Fire and Rain
- cover of the English translation published by Pan MacMillan
- Author: Chiung Yao
- Translator: Mark Wilfer (1998)
- Language: Chinese
- Set in: 1950s Taipei
- Published: 1964, Crown Publishing
- Publication place: Taiwan

Chinese name
- Traditional Chinese: 煙雨濛濛
- Simplified Chinese: 烟雨濛濛

Standard Mandarin
- Hanyu Pinyin: Yānyǔ méngméng

= Fire and Rain (novel) =

Fire and Rain is a 1964 Taiwanese novel by romance novelist Chiung Yao.

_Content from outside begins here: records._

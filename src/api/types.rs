//! API request and response types

use serde::{Deserialize, Serialize};

/// Request to send a chat message
#[derive(Debug, Deserialize)]
#[serde(rename_all = "camelCase")]
pub struct ChatRequest {
    pub message: String,
    /// Omit to start a new session
    #[serde(default, alias = "session_id")]
    pub session_id: Option<String>,
}

/// Reply to a chat message or cancel
#[derive(Debug, Serialize, Deserialize)]
#[serde(rename_all = "camelCase")]
pub struct ChatResponse {
    /// Reply rendered as HTML, safe to insert into a page
    pub response: String,
    pub session_id: String,
    pub session_state: String,
}

/// Current state of a session
#[derive(Debug, Serialize, Deserialize)]
#[serde(rename_all = "camelCase")]
pub struct SessionResponse {
    pub session_id: String,
    pub session_state: String,
    /// Slots collected for the command in progress
    pub slots: serde_json::Value,
    pub last_activity: String,
    pub created_at: String,
}

/// Generic success response
#[derive(Debug, Serialize, Deserialize)]
pub struct SuccessResponse {
    pub success: bool,
}

/// Error response
#[derive(Debug, Serialize, Deserialize)]
pub struct ErrorResponse {
    pub error: String,
}

impl ErrorResponse {
    pub fn new(error: impl Into<String>) -> Self {
        Self {
            error: error.into(),
        }
    }
}
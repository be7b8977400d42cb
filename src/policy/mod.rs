//! Access policy applied to verified license claims.

pub mod access;
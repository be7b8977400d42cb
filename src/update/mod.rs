//! Signed application updates.
//!
//! Lifecycle: fetched ([`UpdatePackage`]) → verified ([`VerifiedUpdate`])
//! → staged ([`StagedUpdate`]) → launched, or discarded at any point.

pub mod client;
pub mod package;
pub mod stage;
pub mod verifier;

pub use client::UpdateClient;
pub use package::{is_newer_version, UpdateManifest, UpdatePackage};
pub use stage::{StagedUpdate, UpdateStager, DEFAULT_INSTALLER_ARGS};
pub use verifier::{UpdateRejection, UpdateVerifier, VerifiedUpdate};
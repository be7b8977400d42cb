//! License Manager - the startup license gate.
//!
//! The `LicenseManager` decides whether the application may start:
//! - Development builds skip validation entirely
//! - Staging validates when a key is present but never blocks startup
//! - Production requires a valid, entitled license

use crate::license::{LicenseClaims, LicenseValidator};
use crate::policy::access::{check_entitlements, SeatCaps};
use crate::DepotGuardError;
use std::str::FromStr;
use std::sync::RwLock;

/// Deployment environment the application runs in.
#[derive(Debug, Clone, Copy, PartialEq, Eq)]
pub enum Environment {
    /// Local development; licensing is skipped.
    Development,
    /// Pre-production; licensing is advisory.
    Staging,
    /// Customer installs; licensing is enforced.
    Production,
}

impl FromStr for Environment {
    type Err = DepotGuardError;

    fn from_str(s: &str) -> Result<Self, Self::Err> {
        match s.trim().to_ascii_lowercase().as_str() {
            "dev" | "development" => Ok(Environment::Development),
            "staging" => Ok(Environment::Staging),
            "prod" | "production" => Ok(Environment::Production),
            other => Err(DepotGuardError::ConfigError(format!(
                "unknown environment: {:?}",
                other
            ))),
        }
    }
}

/// Outcome of the startup check when the application may proceed.
#[derive(Debug, Clone, PartialEq, Eq)]
pub enum StartupLicense {
    /// A valid license was presented.
    Licensed(LicenseClaims),
    /// Staging without a usable license.
    Unlicensed,
    /// Development; no check performed.
    Skipped,
}

/// Startup license gate.
///
/// Create one instance per application and keep it for feature checks.
#[derive(Debug)]
pub struct LicenseManager {
    validator: LicenseValidator,
    required_entitlements: Vec<String>,
    expiry_warning_days: i64,
    license: RwLock<Option<LicenseClaims>>,
}

impl LicenseManager {
    /// Create a manager with no required entitlements and a 30 day warning.
    pub fn new(validator: LicenseValidator) -> Self {
        Self::with_policy(validator, Vec::new(), 30)
    }

    /// Create a manager with explicit entitlement and warning policy.
    pub fn with_policy(
        validator: LicenseValidator,
        required_entitlements: Vec<String>,
        expiry_warning_days: i64,
    ) -> Self {
        Self {
            validator,
            required_entitlements,
            expiry_warning_days,
            license: RwLock::new(None),
        }
    }

    /// Validate the license at startup.
    ///
    /// # Errors
    /// Production only:
    /// - `MissingLicense` - No license key provided
    /// - `InvalidLicense` - Token rejected (tamper, malformed or expired)
    /// - `EntitlementMissing` - Required entitlement not granted
    pub fn validate_startup(
        &self,
        license_key: Option<&str>,
        environment: Environment,
    ) -> Result<StartupLicense, DepotGuardError> {
        let license_key = license_key.map(str::trim).filter(|k| !k.is_empty());

        match environment {
            Environment::Development => {
                tracing::info!("License validation skipped in development mode");
                Ok(StartupLicense::Skipped)
            }
            Environment::Production => {
                let Some(key) = license_key else {
                    tracing::error!("License key required for production environment");
                    return Err(DepotGuardError::MissingLicense);
                };
                let claims = self.validator.validate(key)?;
                if let Err(err) = check_entitlements(&claims, &self.required_entitlements) {
                    tracing::error!(error = %err, "License lacks a required entitlement");
                    return Err(err);
                }
                self.accept(claims.clone());
                Ok(StartupLicense::Licensed(claims))
            }
            Environment::Staging => {
                let Some(key) = license_key else {
                    return Ok(StartupLicense::Unlicensed);
                };
                let validated = self.validator.validate(key).and_then(|claims| {
                    check_entitlements(&claims, &self.required_entitlements)?;
                    Ok(claims)
                });
                match validated {
                    Ok(claims) => {
                        tracing::info!("License validated for staging environment");
                        self.accept(claims.clone());
                        Ok(StartupLicense::Licensed(claims))
                    }
                    Err(err) => {
                        tracing::warn!(error = %err, "Invalid license key in staging environment");
                        Ok(StartupLicense::Unlicensed)
                    }
                }
            }
        }
    }

    fn accept(&self, claims: LicenseClaims) {
        let days_left = claims.days_until_expiry(self.validator.now());
        tracing::info!(
            subject = %claims.subject(),
            days_left,
            "License accepted"
        );
        if days_left < self.expiry_warning_days {
            tracing::warn!(days_left, "License expires soon");
        }
        match self.license.write() {
            Ok(mut guard) => *guard = Some(claims),
            Err(poisoned) => *poisoned.into_inner() = Some(claims),
        }
    }

    /// The license accepted at startup, if any.
    pub fn license(&self) -> Option<LicenseClaims> {
        match self.license.read() {
            Ok(guard) => guard.clone(),
            Err(poisoned) => poisoned.into_inner().clone(),
        }
    }

    /// Whether the accepted license grants `feature`.
    pub fn is_feature_enabled(&self, feature: &str) -> bool {
        self.license()
            .map(|claims| claims.has_entitlement(feature))
            .unwrap_or(false)
    }

    /// Whole days left on the accepted license.
    pub fn days_until_expiry(&self) -> Option<i64> {
        self.license()
            .map(|claims| claims.days_until_expiry(self.validator.now()))
    }

    /// Whether `users` active users fit the accepted license. Unlicensed
    /// installs are not limited here.
    pub fn allows_users(&self, users: u32) -> bool {
        self.license()
            .map(|claims| SeatCaps::from_claims(&claims).allows_users(users))
            .unwrap_or(true)
    }

    /// The underlying validator.
    pub fn validator(&self) -> &LicenseValidator {
        &self.validator
    }
}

One of her best-known works, it has been adapted multiple times into film and TV dramas.

==Plot==
The story follows a young girl Lu Yi-ping whose father Lu Chen-hua had for years been a warlord in Northeast China, where he forcibly married many girls, before fleeing the 1949 Chinese Communist Revolution for Taiwan (presumably after joining the National Revolutionary Army to fight the communists as many minor warlords did during the Chinese Civil War). In Taipei, Lu Yi-ping and her mother live in utter poverty, and she swears revenge on her father's household, who live in luxury. After realizing her half-sister Lu Ru-ping fancies reporter Ho Shu-huan, she actively seeks his love as part of her scheme. She and Ho Shu-huan fall in love, but Ho is furious when he discovers she has used him. In his fury, he promises Ru-ping he would marry her instead. Yi-ping is heartbroken and becomes ill. Ho Shu-huan is very concerned and tells Yi-ping that he didn't mean to leave her and that he doesn't actually love Ru-ping. Yi-ping exposes the affair of Ru-ping's mother Hsueh-chin, and Ru-ping, who has been on an emotional roller-coaster all this time, commits suicide. Lu Chen-hua also dies from shock and anger, leaving Yi-ping full of remorse. By this point, Yi-ping has forgiven the Lu household, but it's too late to save her love with Ho Shu-huan. He leaves her for good.

==Characters==

Note: Lu Hsin-ping who died in the late 1940s was 7 years older than Lu Yi-ping.

==Translations==
- Chiung Yao (1998). "Fire and Rain" (English)
The novel has also been translated to Dutch (as Vuur en regen), Danish (as Ild og regn), Indonesian (as Kabut Cinta) and Vietnamese (as Dòng sông ly biệt), among other languages.

==Adaptations==
- The Rain of Sorrow, a 1965 Taiwanese film starring Gua Ah-leh as Lu Yi-ping.
- Misty Rain, a 1973 Hong Kong TV series starring Louise Lee as Lu Yi-ping. This adaptation is set in Hong Kong.
- Lovers Under the Rain, a 1986 Taiwanese TV series starring Leanne Liu as Lu Yi-ping.
- Romance in the Rain, a 2001 Chinese TV series starring Zhao Wei as Lu Yi-ping. This adaptation is set in 1930s Shanghai rather than 1960s Taipei.